*Task prompt*.
Examine the listing below and state how many of its lines contain the word "Result". Write only the number.
[Exercise material]
// Profile Gate - Configuration
// Copyright 2026 Joseph Stone - All Rights Reserved
//
// Bind address, store locations, credential header, origin salt and field
// limits. Loaded from JSON, env overrides applied on top, defaults otherwise.

use anyhow::{anyhow, bail, Context};
use axum::http::HeaderName;
use serde::{Deserialize, Serialize};
use std::net::SocketAddr;
use std::path::{Path, PathBuf};

/// Overrides `bind` when set.
pub const BIND_ENV: &str = "PROFILE_GATE_BIND";
/// Overrides `origin_salt` when set.
pub const SALT_ENV: &str = "PROFILE_GATE_SALT";

/// Master gateway configuration
#[derive(Debug, Clone, Serialize, Deserialize)]
#[serde(default)]
pub struct GateConfig {
    pub bind: String,
    /// Externally visible base URL, used in the discovery document
    pub public_url: String,
    /// Profile document; the embedded sample is served when unset
    pub profile_path: Option<PathBuf>,
    pub guestbook_path: Option<PathBuf>,
    /// Header carrying the out-of-band intent credential
    pub intent_header: String,
    /// Honour CF-Connecting-IP / X-Forwarded-For for the caller origin
    pub trust_proxy_headers: bool,
    pub origin_salt: String,
    pub max_body_bytes: usize,
    pub limits: FieldLimits,
}

/// Upper bounds on guestbook fields, in characters
#[derive(Debug, Clone, Serialize, Deserialize, PartialEq, Eq)]
#[serde(default)]
pub struct FieldLimits {
    pub name_max: usize,
    pub message_max: usize,
    pub agent_id_max: usize,
    pub contact_max: usize,
}

impl Default for FieldLimits {
    fn default() -> Self {
        Self {
            name_max: 100,
            message_max: 2000,
            agent_id_max: 200,
            contact_max: 200,
        }
    }
}

impl Default for GateConfig {
    fn default() -> Self {
        Self {
            bind: "127.0.0.1:8787".to_string(),
            public_url: "http://127.0.0.1:8787".to_string(),
            profile_path: None,
            guestbook_path: None,
            intent_header: "x-agent-intent".to_string(),
            trust_proxy_headers: false,
            origin_salt: "profile-gate".to_string(),
            max_body_bytes: 64 * 1024,
            limits: FieldLimits::default(),
        }
    }
}

impl GateConfig {
    /// Load config from JSON file, falling back to defaults
    pub fn load(path: &Path) -> anyhow::Result<Self> {
        if path.exists() {
            let content = std::fs::read_to_string(path)
                .with_context(|| format!("Failed to read config {:?}", path))?;
            let config: Self = serde_json::from_str(&content)
                .with_context(|| format!("Invalid config JSON in {:?}", path))?;
            Ok(config)
        } else {
            log::warn!("Config not found at {:?}, using defaults", path);
            Ok(Self::default())
        }
    }

    /// Save config to JSON file
    pub fn save(&self, path: &Path) -> anyhow::Result<()> {
        if let Some(parent) = path.parent() {
            std::fs::create_dir_all(parent)?;
        }
        let content = serde_json::to_string_pretty(self)?;
        std::fs::write(path, content)?;
        Ok(())
    }

    /// Apply PROFILE_GATE_* environment overrides
    pub fn apply_env(&mut self) {
        if let Ok(bind) = std::env::var(BIND_ENV) {
            log::info!("bind overridden by {}: {}", BIND_ENV, bind);
            self.rebind(bind);
        }
        if let Ok(salt) = std::env::var(SALT_ENV) {
            self.origin_salt = salt;
        }
    }

    /// Reject configs the server cannot run with
    pub fn validate(&self) -> anyhow::Result<()> {
        self.bind_addr()?;
        HeaderName::from_bytes(self.intent_header.as_bytes())
            .map_err(|_| anyhow!("intent_header {:?} is not a valid header name", self.intent_header))?;
        if self.max_body_bytes < 1024 {
            bail!("max_body_bytes must be at least 1024 (got {})", self.max_body_bytes);
        }
        let limits = &self.limits;
        if [limits.name_max, limits.message_max, limits.agent_id_max, limits.contact_max].contains(&0) {
            bail!("field limits must be non-zero: {:?}", limits);
        }
        Ok(())
    }

    /// Move the bind address. A public_url that mirrored the old bind follows it.
    pub fn rebind(&mut self, bind: String) {
        let mirrored = self.public_url.trim_end_matches('/') == format!("http://{}", self.bind);
        if mirrored {
            self.public_url = format!("http://{}", bind);
        }
        self.bind = bind;
    }

    pub fn bind_addr(&self) -> anyhow::Result<SocketAddr> {
        self.bind
            .parse()
            .with_context(|| format!("invalid bind address {:?}", self.bind))
    }

    /// LMDB guestbook directory
    pub fn guestbook_dir(&self) -> PathBuf {
        self.guestbook_path
            .clone()
            .unwrap_or_else(crate::paths::default_guestbook_dir)
    }

    /// Public JSON-RPC endpoint URL
    pub fn endpoint_url(&self) -> String {
        format!("{}/mcp", self.public_url.trim_end_matches('/'))
    }
}

// ============================================================================
// TESTS
// ============================================================================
[/Exercise material]
*Output of the exercise*.
4